There are some significant innovations in the warblers, too, both Old World and New. Here in North America, Vermivora is greatly diminished, now including, if I count right, only Blue-winged, Golden-winged, and the ghost of Bachman’s Warblers. The handsome old genus Oreothlypis is resurrected to contain all the other erstwhile vermies and two tropical “parulas,” Flame-throated and Crescent-chested Warblers; visually and intuitively, those latter two have always been thought of as intermediate between the parulas and the old-style Vermivora, so it’s nice to see them sharing a taxonomic drawer. I just wish that we could change their English names, too, to echo the genus name: wouldn’t it be nice to go out and see some Orange-crowned Mountain-Chats? And just imagine what high school football teams in Tennessee could do with it.

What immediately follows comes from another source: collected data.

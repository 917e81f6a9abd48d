//! Configuration structures for the wind fusion engine
//!
//! This module provides the static tables (skill levels, vessel types and
//! their performance characteristics) and the tunable constants consumed by
//! the fusion engine. Every field carries a serde default so that partial
//! YAML documents load.
//!
//! The relevance windows, prior weight and history sizes are tuning values,
//! not derived constants; the defaults reproduce the behaviour the engine was
//! calibrated with.

use std::collections::HashMap;
use std::fs;
use std::path::Path;

use serde::{Deserialize, Serialize};
use thiserror::Error;

use crate::error::Error;

/// Errors that can occur during configuration validation.
#[derive(Debug, Error, Clone, PartialEq)]
pub enum ConfigValidationError {
    /// History capacity must hold at least one estimate
    #[error("History capacity must be at least 1")]
    ZeroHistoryCapacity,

    /// Drift window must contain at least one transition
    #[error("Drift window must be at least 2 entries, got {0}")]
    DriftWindowTooSmall(usize),

    /// A probability-like value is outside [0, 1]
    #[error("{field} must be within [0, 1], got {value}")]
    OutOfUnitRange {
        /// Name of the offending field
        field: String,
        /// Value that was supplied
        value: f64,
    },

    /// A strictly positive value is zero, negative or not finite
    #[error("{field} must be positive, got {value}")]
    NotPositive {
        /// Name of the offending field
        field: String,
        /// Value that was supplied
        value: f64,
    },

    /// Fallback grid bounds are empty or inverted
    #[error("Invalid fallback bounds: {0}")]
    InvalidBounds(String),

    /// A source refers to a vessel type with no characteristics entry
    #[error("Source {source_id} refers to unknown vessel type {vessel_type}")]
    UnknownVesselType {
        /// Source that carries the reference
        source_id: String,
        /// Missing type name
        vessel_type: String,
    },
}

/// Prior wind belief supplied by the caller (forecast, committee boat reading).
#[derive(Debug, Clone, Copy, PartialEq, Serialize, Deserialize)]
pub struct WindPrior {
    /// Mean direction the wind blows from (degrees)
    pub direction_mean: f64,
    /// Direction standard deviation (degrees)
    pub direction_std: f64,
    /// Mean speed (knots)
    pub speed_mean: f64,
    /// Speed standard deviation (knots)
    pub speed_std: f64,
}

/// Performance characteristics of a vessel type, each in [0, 1] with 0.5
/// being an average boat.
#[derive(Debug, Clone, Copy, PartialEq, Serialize, Deserialize)]
pub struct VesselCharacteristics {
    /// Upwind VMG efficiency
    pub upwind_efficiency: f64,
    /// Downwind VMG efficiency
    pub downwind_efficiency: f64,
    /// Ability to point high
    pub pointing_ability: f64,
}

impl VesselCharacteristics {
    /// Mean of the three characteristics.
    pub fn mean(&self) -> f64 {
        (self.upwind_efficiency + self.downwind_efficiency + self.pointing_ability) / 3.0
    }
}

/// Static profile of one observation source (boat).
#[derive(Debug, Clone, Default, PartialEq, Serialize, Deserialize)]
pub struct SourceProfile {
    /// Crew skill level in [0, 1]
    #[serde(default)]
    pub skill_level: Option<f64>,
    /// Vessel type name, key into [`FusionConfig::vessel_types`]
    #[serde(default)]
    pub vessel_type: Option<String>,
}

/// Tuning for the per-source reliability score.
#[derive(Debug, Clone, PartialEq, Serialize, Deserialize)]
#[serde(default)]
pub struct ReliabilityConfig {
    /// Skill assumed for sources without a profile
    pub default_skill: f64,
    /// Minimum observations before consistency is measured
    pub min_consistency_samples: usize,
    /// Consistency used when too few observations exist
    pub default_consistency: f64,
    /// Agreement used when no fused history is close enough
    pub default_agreement: f64,
    /// Maximum age of fused estimates compared against (minutes)
    pub agreement_window_minutes: f64,
    /// Maximum number of fused estimates compared against
    pub agreement_entries: usize,
    /// Unexplained direction deviation that scores zero (degrees)
    pub direction_tolerance_deg: f64,
    /// Unexplained speed deviation that scores zero, as a fraction of speed
    pub speed_tolerance_fraction: f64,
}

impl Default for ReliabilityConfig {
    fn default() -> Self {
        Self {
            default_skill: 0.5,
            min_consistency_samples: 3,
            default_consistency: 0.7,
            default_agreement: 0.8,
            agreement_window_minutes: 30.0,
            agreement_entries: 5,
            direction_tolerance_deg: 45.0,
            speed_tolerance_fraction: 0.3,
        }
    }
}

/// Lat/lon bounding box.
#[derive(Debug, Clone, Copy, PartialEq, Serialize, Deserialize)]
pub struct GridBounds {
    /// Southern edge (degrees)
    pub min_lat: f64,
    /// Northern edge (degrees)
    pub max_lat: f64,
    /// Western edge (degrees)
    pub min_lon: f64,
    /// Eastern edge (degrees)
    pub max_lon: f64,
}

impl GridBounds {
    /// Creates a new bounding box
    pub fn new(min_lat: f64, max_lat: f64, min_lon: f64, max_lon: f64) -> Self {
        Self {
            min_lat,
            max_lat,
            min_lon,
            max_lon,
        }
    }

    /// Returns true if the box has positive extent on both axes
    pub fn is_valid(&self) -> bool {
        [self.min_lat, self.max_lat, self.min_lon, self.max_lon]
            .iter()
            .all(|v| v.is_finite())
            && self.max_lat > self.min_lat
            && self.max_lon > self.min_lon
    }

    /// Grows the box by `fraction` of its span on every side. A zero span is
    /// padded by `min_pad` degrees instead.
    pub fn expanded(&self, fraction: f64, min_pad: f64) -> Self {
        let lat_pad = ((self.max_lat - self.min_lat) * fraction).max(min_pad);
        let lon_pad = ((self.max_lon - self.min_lon) * fraction).max(min_pad);
        Self {
            min_lat: self.min_lat - lat_pad,
            max_lat: self.max_lat + lat_pad,
            min_lon: self.min_lon - lon_pad,
            max_lon: self.max_lon + lon_pad,
        }
    }
}

impl Default for GridBounds {
    fn default() -> Self {
        // Roughly a 5.5 km square, the size of a typical race area
        Self::new(-0.025, 0.025, -0.025, 0.025)
    }
}

/// Tuning for the spatial field estimator.
#[derive(Debug, Clone, PartialEq, Serialize, Deserialize)]
#[serde(default)]
pub struct SpatialConfig {
    /// History entries further than this from the requested instant are ignored (minutes)
    pub relevance_window_minutes: f64,
    /// Fraction of the positioned bounding box added on each side
    pub bounds_padding: f64,
    /// Padding used when all positions coincide (degrees)
    pub min_bounds_padding_deg: f64,
    /// Grid box used when no history entry carries a position
    pub fallback_bounds: GridBounds,
    /// Positioned samples needed before regression is attempted
    pub min_positioned_samples: usize,
    /// Spatial correlation length of the regression kernel (km)
    pub length_scale_km: f64,
    /// Observation-noise variance of the regression kernel (normalised units)
    pub noise_variance: f64,
    /// Samples spread over less than this are rejected as degenerate (km)
    pub min_sample_spread_km: f64,
}

impl Default for SpatialConfig {
    fn default() -> Self {
        Self {
            relevance_window_minutes: 30.0,
            bounds_padding: 0.1,
            min_bounds_padding_deg: 0.001,
            fallback_bounds: GridBounds::default(),
            min_positioned_samples: 3,
            length_scale_km: 1.0,
            noise_variance: 0.1,
            min_sample_spread_km: 0.01,
        }
    }
}

/// Top-level fusion engine configuration.
#[derive(Debug, Clone, PartialEq, Serialize, Deserialize)]
#[serde(default)]
pub struct FusionConfig {
    /// Maximum number of fused estimates retained
    pub history_capacity: usize,
    /// Weight of the prior in the Bayesian blend
    pub prior_weight: f64,
    /// Sources needed for the Bayesian tier; fewer use the simple tier
    pub min_sources_for_bayesian: usize,
    /// Number of most recent history entries the drift model looks at
    pub drift_window: usize,
    /// Reliability scoring
    pub reliability: ReliabilityConfig,
    /// Spatial interpolation
    pub spatial: SpatialConfig,
    /// Prior used before the first fused estimate exists
    pub prior: Option<WindPrior>,
    /// Per-source static profile (`source_id` -> profile)
    pub sources: HashMap<String, SourceProfile>,
    /// Vessel type characteristics (`type_name` -> characteristics)
    pub vessel_types: HashMap<String, VesselCharacteristics>,
}

impl Default for FusionConfig {
    fn default() -> Self {
        Self {
            history_capacity: 100,
            prior_weight: 0.3,
            min_sources_for_bayesian: 3,
            drift_window: 10,
            reliability: ReliabilityConfig::default(),
            spatial: SpatialConfig::default(),
            prior: None,
            sources: HashMap::new(),
            vessel_types: HashMap::new(),
        }
    }
}

fn check_unit(field: &str, value: f64) -> Result<(), ConfigValidationError> {
    if (0.0..=1.0).contains(&value) {
        Ok(())
    } else {
        Err(ConfigValidationError::OutOfUnitRange {
            field: field.to_string(),
            value,
        })
    }
}

fn check_positive(field: &str, value: f64) -> Result<(), ConfigValidationError> {
    if value.is_finite() && value > 0.0 {
        Ok(())
    } else {
        Err(ConfigValidationError::NotPositive {
            field: field.to_string(),
            value,
        })
    }
}

impl FusionConfig {
    /// Parses a fusion configuration from a YAML string.
    ///
    /// # Example
    /// ```
    /// use windfield_common::config::FusionConfig;
    ///
    /// let yaml = r#"
    /// history_capacity: 50
    /// sources:
    ///   GBR-7:
    ///     skill_level: 0.9
    ///     vessel_type: ilca7
    /// vessel_types:
    ///   ilca7:
    ///     upwind_efficiency: 0.6
    ///     downwind_efficiency: 0.5
    ///     pointing_ability: 0.55
    /// "#;
    ///
    /// let config = FusionConfig::from_yaml(yaml).unwrap();
    /// assert_eq!(config.history_capacity, 50);
    /// assert_eq!(config.prior_weight, 0.3);
    /// ```
    pub fn from_yaml(yaml: &str) -> Result<Self, Error> {
        Ok(serde_yaml::from_str(yaml)?)
    }

    /// Loads a fusion configuration from a YAML file.
    ///
    /// # Returns
    /// * `Ok(FusionConfig)` - Successfully loaded configuration
    /// * `Err(Error)` - File I/O or YAML parsing error
    pub fn from_file<P: AsRef<Path>>(path: P) -> Result<Self, Error> {
        let contents = fs::read_to_string(path)?;
        Self::from_yaml(&contents)
    }

    /// Serializes the configuration to a YAML string.
    pub fn to_yaml(&self) -> Result<String, Error> {
        Ok(serde_yaml::to_string(self)?)
    }

    /// Checks every value against its admissible range.
    pub fn validate(&self) -> Result<(), ConfigValidationError> {
        if self.history_capacity == 0 {
            return Err(ConfigValidationError::ZeroHistoryCapacity);
        }
        if self.drift_window < 2 {
            return Err(ConfigValidationError::DriftWindowTooSmall(self.drift_window));
        }
        check_unit("prior_weight", self.prior_weight)?;

        let reliability = &self.reliability;
        check_unit("reliability.default_skill", reliability.default_skill)?;
        check_unit(
            "reliability.default_consistency",
            reliability.default_consistency,
        )?;
        check_unit("reliability.default_agreement", reliability.default_agreement)?;
        check_positive(
            "reliability.agreement_window_minutes",
            reliability.agreement_window_minutes,
        )?;
        check_positive(
            "reliability.direction_tolerance_deg",
            reliability.direction_tolerance_deg,
        )?;
        check_positive(
            "reliability.speed_tolerance_fraction",
            reliability.speed_tolerance_fraction,
        )?;

        let spatial = &self.spatial;
        check_positive(
            "spatial.relevance_window_minutes",
            spatial.relevance_window_minutes,
        )?;
        check_positive("spatial.length_scale_km", spatial.length_scale_km)?;
        check_positive("spatial.noise_variance", spatial.noise_variance)?;
        if spatial.bounds_padding.is_nan() || spatial.bounds_padding < 0.0 {
            return Err(ConfigValidationError::NotPositive {
                field: "spatial.bounds_padding".to_string(),
                value: spatial.bounds_padding,
            });
        }
        if !spatial.fallback_bounds.is_valid() {
            return Err(ConfigValidationError::InvalidBounds(format!(
                "{:?}",
                spatial.fallback_bounds
            )));
        }

        for (source_id, profile) in &self.sources {
            if let Some(skill) = profile.skill_level {
                check_unit(&format!("sources.{source_id}.skill_level"), skill)?;
            }
            if let Some(vessel_type) = &profile.vessel_type {
                if !self.vessel_types.contains_key(vessel_type) {
                    return Err(ConfigValidationError::UnknownVesselType {
                        source_id: source_id.clone(),
                        vessel_type: vessel_type.clone(),
                    });
                }
            }
        }

        Ok(())
    }

    /// Skill level table (`source_id` -> skill) for sources with a configured skill.
    pub fn skill_levels(&self) -> HashMap<String, f64> {
        self.sources
            .iter()
            .filter_map(|(id, profile)| profile.skill_level.map(|skill| (id.clone(), skill)))
            .collect()
    }

    /// Vessel type table (`source_id` -> type name) for sources with a configured type.
    pub fn source_types(&self) -> HashMap<String, String> {
        self.sources
            .iter()
            .filter_map(|(id, profile)| {
                profile
                    .vessel_type
                    .as_ref()
                    .map(|vessel_type| (id.clone(), vessel_type.clone()))
            })
            .collect()
    }
}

Another pair of warblers, the waterthrushes, have now got their own genus, Parkesia, bearing the name of one of the last century’s greatest museum men and warbler experts. Ovenbird stays behind to brandish its tail in Seiurus, no doubt to the posthumous frustration of Eliot Coues, who argued long and hard that it should by rights have been spelled Siurus.

I tremble to report it, but it’s official now: Aimophila, that wonderful ragbag genus of wonderful ragbag sparrows, has been dismantled. Here in Arizona, only Rufous-crowned Sparrow is still an Aimophila, our others moved into the revived genus Peucaea. Five-striped Sparrow, always an uncomfortable nomenclatural fit, has gone back to Amphispiza, joining once again the visually similar Sage and Black-throated Sparrows. (No action on the possible split of Sage into Interior Sage and Bell’s Sage Sparrows.)

These changes, of course, I take personal: my favorite bird in the world, Rufous-winged Sparrow, can no longer serve as the eponym for this b-log or my drowsy little guide service. What shall I do? Kenn suggested renaming it “Peucaea Perambulations,” but I think maybe I’ll just let people think that I can’t identify Rufous-crowned Sparrow and leave it at that.

The revisions don’t stop at the level of genus, either. There are eleven new families recognized, including the re-elevation of Osprey and the gnatcatchers to family status; the longspurs and white buntings also get their own family, Calcariidae (and McCown’s Longspur goes its own way generically once again).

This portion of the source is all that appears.